◆ Task prompt: Copy out the lines of the material that include the string "matched".

◆ Working data:

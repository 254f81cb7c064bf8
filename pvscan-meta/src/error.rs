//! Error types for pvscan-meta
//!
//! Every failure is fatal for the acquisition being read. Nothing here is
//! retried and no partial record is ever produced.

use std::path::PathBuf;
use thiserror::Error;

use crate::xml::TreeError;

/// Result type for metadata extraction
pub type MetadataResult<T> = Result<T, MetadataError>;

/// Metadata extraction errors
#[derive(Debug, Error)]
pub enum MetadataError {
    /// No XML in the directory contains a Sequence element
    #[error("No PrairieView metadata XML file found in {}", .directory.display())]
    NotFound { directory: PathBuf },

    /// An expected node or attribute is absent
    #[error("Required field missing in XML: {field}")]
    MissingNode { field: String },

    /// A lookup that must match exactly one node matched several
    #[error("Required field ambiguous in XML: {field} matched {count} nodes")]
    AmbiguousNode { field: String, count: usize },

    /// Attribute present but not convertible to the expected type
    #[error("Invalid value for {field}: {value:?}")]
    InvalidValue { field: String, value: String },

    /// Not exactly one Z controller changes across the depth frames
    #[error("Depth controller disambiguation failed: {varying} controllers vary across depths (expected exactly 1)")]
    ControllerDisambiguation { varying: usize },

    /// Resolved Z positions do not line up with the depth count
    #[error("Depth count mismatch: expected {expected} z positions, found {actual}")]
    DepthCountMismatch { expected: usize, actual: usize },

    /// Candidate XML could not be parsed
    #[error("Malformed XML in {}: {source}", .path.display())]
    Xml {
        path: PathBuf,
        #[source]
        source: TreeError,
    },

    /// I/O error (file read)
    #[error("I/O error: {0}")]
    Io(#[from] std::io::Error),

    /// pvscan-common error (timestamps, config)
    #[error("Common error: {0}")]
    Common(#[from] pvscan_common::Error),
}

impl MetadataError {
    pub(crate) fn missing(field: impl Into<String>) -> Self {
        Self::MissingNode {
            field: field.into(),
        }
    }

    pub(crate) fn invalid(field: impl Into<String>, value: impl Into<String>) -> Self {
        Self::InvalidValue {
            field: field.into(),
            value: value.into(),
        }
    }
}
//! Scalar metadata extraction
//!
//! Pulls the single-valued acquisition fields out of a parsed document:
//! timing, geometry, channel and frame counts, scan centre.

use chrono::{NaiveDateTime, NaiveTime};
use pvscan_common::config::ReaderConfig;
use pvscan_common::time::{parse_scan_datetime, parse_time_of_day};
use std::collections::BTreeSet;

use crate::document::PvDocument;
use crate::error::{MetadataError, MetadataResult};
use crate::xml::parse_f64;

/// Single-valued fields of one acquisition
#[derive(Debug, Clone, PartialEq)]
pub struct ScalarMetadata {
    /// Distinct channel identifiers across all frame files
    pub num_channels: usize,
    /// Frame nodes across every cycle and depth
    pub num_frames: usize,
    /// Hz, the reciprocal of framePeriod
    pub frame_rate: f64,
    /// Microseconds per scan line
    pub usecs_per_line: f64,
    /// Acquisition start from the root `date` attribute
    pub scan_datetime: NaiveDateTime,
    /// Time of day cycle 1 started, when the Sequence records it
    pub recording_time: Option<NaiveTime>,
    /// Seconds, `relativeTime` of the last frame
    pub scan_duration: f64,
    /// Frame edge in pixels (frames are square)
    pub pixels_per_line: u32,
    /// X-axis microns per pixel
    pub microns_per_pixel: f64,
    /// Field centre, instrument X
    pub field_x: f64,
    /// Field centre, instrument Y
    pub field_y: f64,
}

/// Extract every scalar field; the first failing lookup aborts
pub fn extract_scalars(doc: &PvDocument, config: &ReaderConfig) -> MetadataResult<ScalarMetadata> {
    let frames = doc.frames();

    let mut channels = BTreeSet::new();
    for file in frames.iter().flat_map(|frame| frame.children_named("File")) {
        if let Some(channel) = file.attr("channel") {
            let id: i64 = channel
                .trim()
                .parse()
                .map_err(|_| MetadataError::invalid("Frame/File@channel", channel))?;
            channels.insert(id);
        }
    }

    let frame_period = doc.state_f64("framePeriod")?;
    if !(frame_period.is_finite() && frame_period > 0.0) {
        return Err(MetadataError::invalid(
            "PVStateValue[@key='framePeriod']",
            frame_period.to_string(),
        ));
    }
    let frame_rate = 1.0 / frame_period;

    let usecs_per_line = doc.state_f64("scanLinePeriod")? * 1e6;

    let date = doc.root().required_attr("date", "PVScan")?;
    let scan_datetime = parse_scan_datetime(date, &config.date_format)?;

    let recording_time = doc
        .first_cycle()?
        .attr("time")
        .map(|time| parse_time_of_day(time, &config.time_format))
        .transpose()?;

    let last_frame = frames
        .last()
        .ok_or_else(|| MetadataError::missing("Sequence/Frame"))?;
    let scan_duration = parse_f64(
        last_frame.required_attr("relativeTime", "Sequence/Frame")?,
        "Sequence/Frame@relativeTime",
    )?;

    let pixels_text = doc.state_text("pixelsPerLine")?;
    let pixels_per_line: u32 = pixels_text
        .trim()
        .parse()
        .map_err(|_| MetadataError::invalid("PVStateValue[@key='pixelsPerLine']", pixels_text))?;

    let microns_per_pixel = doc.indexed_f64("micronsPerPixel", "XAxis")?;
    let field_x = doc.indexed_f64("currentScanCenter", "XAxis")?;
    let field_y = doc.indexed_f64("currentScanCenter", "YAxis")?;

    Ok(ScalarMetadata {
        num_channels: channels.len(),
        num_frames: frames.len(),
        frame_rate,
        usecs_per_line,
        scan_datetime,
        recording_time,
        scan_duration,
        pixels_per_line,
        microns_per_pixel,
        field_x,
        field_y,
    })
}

* * *

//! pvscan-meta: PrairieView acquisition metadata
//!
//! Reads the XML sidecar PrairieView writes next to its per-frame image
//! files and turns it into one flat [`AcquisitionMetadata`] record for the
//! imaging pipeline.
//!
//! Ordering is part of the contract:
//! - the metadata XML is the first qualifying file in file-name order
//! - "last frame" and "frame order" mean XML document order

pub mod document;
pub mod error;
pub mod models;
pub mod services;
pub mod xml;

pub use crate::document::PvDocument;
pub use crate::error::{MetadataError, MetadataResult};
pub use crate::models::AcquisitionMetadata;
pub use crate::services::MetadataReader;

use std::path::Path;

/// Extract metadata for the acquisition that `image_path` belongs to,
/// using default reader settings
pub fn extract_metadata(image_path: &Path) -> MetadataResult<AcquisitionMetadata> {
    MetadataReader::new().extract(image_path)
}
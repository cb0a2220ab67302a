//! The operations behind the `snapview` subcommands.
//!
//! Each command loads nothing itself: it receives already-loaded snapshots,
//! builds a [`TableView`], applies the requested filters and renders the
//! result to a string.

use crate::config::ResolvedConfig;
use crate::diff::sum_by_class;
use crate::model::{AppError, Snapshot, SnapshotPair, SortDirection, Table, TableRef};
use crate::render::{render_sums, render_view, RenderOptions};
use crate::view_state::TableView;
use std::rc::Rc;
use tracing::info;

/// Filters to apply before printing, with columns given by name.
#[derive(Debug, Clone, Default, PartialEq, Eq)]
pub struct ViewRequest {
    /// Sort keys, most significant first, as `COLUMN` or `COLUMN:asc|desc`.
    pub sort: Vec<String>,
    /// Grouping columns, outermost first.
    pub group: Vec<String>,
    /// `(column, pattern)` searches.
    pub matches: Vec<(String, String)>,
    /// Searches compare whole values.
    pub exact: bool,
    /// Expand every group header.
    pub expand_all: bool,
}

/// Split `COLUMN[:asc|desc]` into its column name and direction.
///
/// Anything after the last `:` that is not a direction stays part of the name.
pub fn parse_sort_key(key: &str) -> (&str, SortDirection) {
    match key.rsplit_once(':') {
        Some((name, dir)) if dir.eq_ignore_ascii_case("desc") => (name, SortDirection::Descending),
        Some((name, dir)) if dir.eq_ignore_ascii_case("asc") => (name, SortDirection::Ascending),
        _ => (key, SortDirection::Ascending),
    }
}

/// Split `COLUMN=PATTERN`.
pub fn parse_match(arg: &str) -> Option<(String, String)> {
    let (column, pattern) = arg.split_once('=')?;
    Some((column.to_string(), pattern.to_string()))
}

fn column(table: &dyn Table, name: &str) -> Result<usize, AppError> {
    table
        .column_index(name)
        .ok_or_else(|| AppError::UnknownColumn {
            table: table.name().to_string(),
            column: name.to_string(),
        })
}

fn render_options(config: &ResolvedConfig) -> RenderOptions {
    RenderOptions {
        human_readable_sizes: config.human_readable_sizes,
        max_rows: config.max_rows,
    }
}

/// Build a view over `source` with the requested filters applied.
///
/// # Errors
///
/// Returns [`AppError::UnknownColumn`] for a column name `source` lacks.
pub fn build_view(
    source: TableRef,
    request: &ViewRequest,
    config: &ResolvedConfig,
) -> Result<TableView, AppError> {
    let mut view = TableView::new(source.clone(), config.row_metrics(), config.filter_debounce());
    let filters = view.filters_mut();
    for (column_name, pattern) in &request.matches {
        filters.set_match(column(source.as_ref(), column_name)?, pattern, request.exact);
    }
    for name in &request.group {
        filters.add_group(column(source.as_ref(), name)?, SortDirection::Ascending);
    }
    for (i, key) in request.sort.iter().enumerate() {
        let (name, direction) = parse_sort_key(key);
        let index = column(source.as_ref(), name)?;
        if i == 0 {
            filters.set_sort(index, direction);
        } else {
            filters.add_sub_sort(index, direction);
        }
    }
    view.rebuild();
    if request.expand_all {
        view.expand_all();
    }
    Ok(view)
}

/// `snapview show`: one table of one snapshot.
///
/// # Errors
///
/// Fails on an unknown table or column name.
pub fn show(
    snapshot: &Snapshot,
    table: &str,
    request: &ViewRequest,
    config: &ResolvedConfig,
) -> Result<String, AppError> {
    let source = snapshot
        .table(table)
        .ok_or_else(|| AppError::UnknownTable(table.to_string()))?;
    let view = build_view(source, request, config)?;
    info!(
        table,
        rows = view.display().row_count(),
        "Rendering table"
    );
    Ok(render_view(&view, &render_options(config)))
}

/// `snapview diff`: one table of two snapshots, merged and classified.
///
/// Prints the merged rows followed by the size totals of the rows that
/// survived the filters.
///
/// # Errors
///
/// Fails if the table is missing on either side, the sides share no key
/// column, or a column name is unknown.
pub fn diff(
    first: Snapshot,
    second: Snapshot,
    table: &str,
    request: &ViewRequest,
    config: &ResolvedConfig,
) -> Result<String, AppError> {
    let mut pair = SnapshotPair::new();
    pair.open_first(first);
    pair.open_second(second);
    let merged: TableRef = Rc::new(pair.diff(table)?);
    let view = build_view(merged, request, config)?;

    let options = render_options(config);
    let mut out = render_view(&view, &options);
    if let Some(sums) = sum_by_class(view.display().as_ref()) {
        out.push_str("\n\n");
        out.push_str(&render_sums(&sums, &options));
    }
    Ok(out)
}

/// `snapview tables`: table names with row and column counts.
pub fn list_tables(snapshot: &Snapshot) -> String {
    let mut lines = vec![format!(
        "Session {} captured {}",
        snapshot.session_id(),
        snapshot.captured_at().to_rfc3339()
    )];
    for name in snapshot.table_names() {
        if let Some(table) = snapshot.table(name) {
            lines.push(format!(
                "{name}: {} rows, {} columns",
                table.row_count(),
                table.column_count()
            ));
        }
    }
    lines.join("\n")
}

...

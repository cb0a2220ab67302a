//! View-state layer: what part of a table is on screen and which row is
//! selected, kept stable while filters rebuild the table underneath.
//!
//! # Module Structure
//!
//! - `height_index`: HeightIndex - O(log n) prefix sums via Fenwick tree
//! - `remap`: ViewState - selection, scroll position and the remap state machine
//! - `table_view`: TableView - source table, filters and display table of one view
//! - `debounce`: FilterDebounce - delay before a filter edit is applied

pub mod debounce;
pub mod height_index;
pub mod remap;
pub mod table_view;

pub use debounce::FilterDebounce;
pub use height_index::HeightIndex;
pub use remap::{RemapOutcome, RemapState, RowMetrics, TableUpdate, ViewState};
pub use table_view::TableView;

◆ The completed task:
    /// A lookup that must match exactly one node matched several
    #[error("Required field ambiguous in XML: {field} matched {count} nodes")]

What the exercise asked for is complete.